I bought my Komatsu cheap because it ran real rough. Seller had forklift mech check it out said it needed head rebuilt. Took a little screwing around, but figured out one cylinder wasn't getting spark. Turned out a PO had installed a Pertronix kit long ago and at some point one of the little magnets fell out of the rotor. Pertronix admitted that happens all the time and sent me a new rotor for free. Runs much better on 4 cyl.

LOL! Had an Uncle, vintage of 1908, made really good money as a glass worker. Took up dirt-track racing, Frontenac head on Model T. Wasn't as good a driver as he was a mechanic. Flipped the whole car upside down into a muddy pond, one race.

Crowd swarmed the pond, lifted the car off him, drug him out, pumped the mud and critters out of his mouth and nose. He had the good sense to "retire" from racing.

Still a hellion, he got some sort of big six into a beefed up Model-T chassis around the time the Model B and Model A had taken over, but Model T were still all over the roads.

Dad said he'd pull a lever, run the car on half the cylinders, BANG (miss) BANG (miss) BANG (miss).. pump the klaxon horn, smart-alec challenge a newer and "better" car to "clear the road!" ... so he could pass!

Other fellow would just laugh, take off with a commanding lead. He'd then move that lever, come roaring up and pass, lever pulled again:
BANG (miss) BANG (miss) BANG (miss)..

Dad said he was cutting out half the plugs.
Asked Harold about it in his old age.

He said HELL NO!

The lever only controlled whether he had the six exhaust bypass valves all shut and on to the muffler, open on all six, or only open on alternate three!

They didn't have much AM radio coverage in West Virginia those days, let alone Tee Vee, insane-class politics or even printed porn.

Folks had to improvise.

Used forklifts can be just as "entertaining" yet-today. But only if you can keep yer sense of humour.
 
My version of occasional use is two to three times per year. If the OP’s similar frequency, why not just rent. Way cheaper here to do that instead of owning, don’t know about OP’s area.

L7
 
My opinion on used forklifts is that is all I can afford so that is what I have. I have spent quite a bit of time on 3 different ones over the last 20 years. My old job had a nice electric TCM, was in good shape and I really liked the ergonomics of it. Pretty reliable, only trouble was the board for the throttle/creep went out and the new one never was able to be tuned back as well as original. Still very usable and no complaints really. Checked the battery 2-3 times a year and it lasted a long time.

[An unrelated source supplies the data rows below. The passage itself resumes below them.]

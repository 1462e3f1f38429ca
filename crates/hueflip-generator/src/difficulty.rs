//! Level-to-difficulty mapping.

/// Grid size bands: `(first level, grid size)`. The last band is open-ended.
const SIZE_BANDS: [(u32, u8); 8] = [
    (1, 3),
    (6, 4),
    (16, 5),
    (31, 6),
    (51, 7),
    (81, 8),
    (121, 9),
    (171, 10),
];

/// Length of one color cycle inside the open-ended last band.
const OPEN_BAND_COLOR_STEP: u32 = 20;

/// Lowest level with a time limit in the profile.
const TIMED_FROM_LEVEL: u32 = 50;

/// Difficulty parameters derived from a level number.
///
/// Profiles are a pure function of the level and are recomputed whenever a
/// level starts.
///
/// # Examples
///
/// ```
/// use hueflip_generator::DifficultyProfile;
///
/// let profile = DifficultyProfile::for_level(1);
/// assert_eq!(profile.grid_size, 3);
/// assert_eq!(profile.color_count, 2);
/// assert_eq!(profile.required_moves, 1);
///
/// // A new grid size starts over with two colors.
/// assert_eq!(DifficultyProfile::for_level(6).grid_size, 4);
/// assert_eq!(DifficultyProfile::for_level(6).color_count, 2);
/// ```
#[derive(Debug, Clone, Copy, PartialEq, Eq)]
pub struct DifficultyProfile {
    /// Level number, at least 1.
    pub level: u32,
    /// Grid side length.
    pub grid_size: u8,
    /// Number of colors a tile cycles through.
    pub color_count: u8,
    /// Number of moves in the constructed solution.
    pub required_moves: u32,
    /// Number of power tiles to place.
    pub power_tile_count: u32,
    /// Number of locked tiles to place.
    pub locked_tile_count: u32,
    /// Hints available by default.
    pub hints_default: u32,
    /// Time limit in seconds, if any.
    pub time_limit: Option<u32>,
}

impl DifficultyProfile {
    /// Computes the profile of `level`. Levels below 1 are treated as level 1.
    #[must_use]
    pub fn for_level(level: u32) -> Self {
        let level = level.max(1);
        let grid_size = grid_size(level);
        let color_count = color_count(level);
        let required_moves = required_moves(level, grid_size, color_count);
        Self {
            level,
            grid_size,
            color_count,
            required_moves,
            // Power and locked tiles are disabled by level design.
            power_tile_count: 0,
            locked_tile_count: 0,
            hints_default: hints_default(level),
            time_limit: (level >= TIMED_FROM_LEVEL).then(|| (required_moves * 8).max(60)),
        }
    }

    /// Returns the largest number of meaningfully distinct click states:
    /// every cell clicked at most `color_count - 1` times.
    #[must_use]
    pub fn max_distinct_moves(grid_size: u8, color_count: u8) -> u32 {
        let cells = u32::from(grid_size) * u32::from(grid_size);
        cells * u32::from(color_count.saturating_sub(1))
    }
}

fn band_index(level: u32) -> usize {
    SIZE_BANDS
        .iter()
        .rposition(|&(start, _)| level >= start)
        .unwrap_or(0)
}

fn grid_size(level: u32) -> u8 {
    SIZE_BANDS[band_index(level)].1
}

fn color_count(level: u32) -> u8 {
    let i = band_index(level);
    let start = SIZE_BANDS[i].0;
    let Some(&(next_start, _)) = SIZE_BANDS.get(i + 1) else {
        let cycle = ((level - start) / OPEN_BAND_COLOR_STEP) % 4;
        return 2 + u8::try_from(cycle).unwrap_or_default();
    };
    let progress = (level - start) * 100 / (next_start - start);
    match progress {
        0..30 => 2,
        30..60 => 3,
        60..85 => 4,
        _ => 5,
    }
}

fn required_moves(level: u32, grid_size: u8, color_count: u8) -> u32 {
    let scaled = level.div_ceil(2) + u32::from(grid_size - 3);
    scaled
        .max(1)
        .min(DifficultyProfile::max_distinct_moves(grid_size, color_count))
}

fn hints_default(level: u32) -> u32 {
    match level {
        0..=10 => 3,
        11..=50 => 2,
        _ => 1,
    }
}
//! Bounded stack of board snapshots for undo.

use std::{
    collections::{VecDeque, vec_deque},
    num::NonZero,
};

/// A bounded stack of snapshots for undo.
///
/// When full, pushing drops the oldest entry, so the most recent `capacity`
/// snapshots stay available.
#[derive(Debug, Clone)]
pub struct UndoStack<T> {
    stack: VecDeque<T>,
    capacity: NonZero<usize>,
}

impl<T> UndoStack<T> {
    /// Default number of snapshots kept.
    pub const DEFAULT_CAPACITY: NonZero<usize> = NonZero::new(1000).unwrap();

    /// Creates an empty stack holding at most `capacity` snapshots.
    #[must_use]
    pub fn new(capacity: NonZero<usize>) -> Self {
        Self {
            stack: VecDeque::new(),
            capacity,
        }
    }

    /// Returns the maximum number of snapshots.
    #[must_use]
    pub fn capacity(&self) -> NonZero<usize> {
        self.capacity
    }

    /// Returns the number of snapshots.
    #[must_use]
    pub fn len(&self) -> usize {
        self.stack.len()
    }

    /// Returns `true` if there is nothing to undo.
    #[must_use]
    pub fn is_empty(&self) -> bool {
        self.stack.is_empty()
    }

    /// Returns the snapshots, oldest first.
    #[must_use]
    pub fn entries(&self) -> vec_deque::Iter<'_, T> {
        self.stack.iter()
    }

    /// Pushes a snapshot, dropping the oldest one when full.
    pub fn push(&mut self, item: T) {
        if self.stack.len() == self.capacity.get() {
            self.stack.pop_front();
        }
        self.stack.push_back(item);
    }

    /// Removes and returns the most recent snapshot.
    pub fn pop(&mut self) -> Option<T> {
        self.stack.pop_back()
    }

    /// Returns the most recent snapshot.
    #[must_use]
    pub fn peek(&self) -> Option<&T> {
        self.stack.back()
    }

    /// Removes every snapshot.
    pub fn clear(&mut self) {
        self.stack.clear();
    }
}

impl<T> Default for UndoStack<T> {
    fn default() -> Self {
        Self::new(Self::DEFAULT_CAPACITY)
    }
}

#[cfg(test)]
mod tests {
    use std::num::NonZero;

    use super::UndoStack;

    #[test]
    fn test_push_pop_order() {
        let mut stack = UndoStack::new(NonZero::new(10).unwrap());
        stack.push(1);
        stack.push(2);
        stack.push(3);

        assert_eq!(stack.peek(), Some(&3));
        assert_eq!(stack.pop(), Some(3));
        assert_eq!(stack.pop(), Some(2));
        assert_eq!(stack.pop(), Some(1));
        assert_eq!(stack.pop(), None);
    }

    #[test]
    fn test_capacity_drops_oldest() {
        let mut stack = UndoStack::new(NonZero::new(3).unwrap());
        for i in 1..=4 {
            stack.push(i);
        }

        assert_eq!(stack.len(), 3);
        assert_eq!(stack.entries().copied().collect::<Vec<_>>(), vec![2, 3, 4]);
        assert_eq!(stack.pop(), Some(4));
        assert_eq!(stack.pop(), Some(3));
        assert_eq!(stack.pop(), Some(2));
        assert!(stack.is_empty());
    }

    #[test]
    fn test_clear_resets_stack() {
        let mut stack = UndoStack::<i32>::default();
        stack.push(1);
        stack.push(2);
        stack.clear();

        assert!(stack.is_empty());
        assert_eq!(stack.peek(), None);
        stack.push(3);
        assert_eq!(stack.pop(), Some(3));
    }
}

My first personal lift that I still have is a '78 Datsun 2,000 lb machine. I love it, it is my favorite so far an I use it everyday. It is basic, only single stage mast and no side shift. The controls are on a X pattern to the right of the steering wheel. There are separate clutch and brake pedal so I can creep by just holding the brake pedal. It is very short and will fit through a 36"x 80" man door. It will lift alot more than it should. It is old enough to still have points ignition.

2nd lift is a 2003 Hyster S50XM. It has more features and does a good job, but there are little annoyances when compared to the Datsun. It will have a home for a long time though as it has side shift, 3 stage mast, 4ft forks. It has a GM 3.0L 4 cylinder. I think it is the same as Mercruiser uses.

My main beef with it is the clutch and brake are on the same pedal so it disengages the clutch first then applies the brakes. I have to ride the parking brake to do close work.

I just got a mid 60's Hyster 12,000 lb that will need some work to get it like I want it, but I think it will be a good one.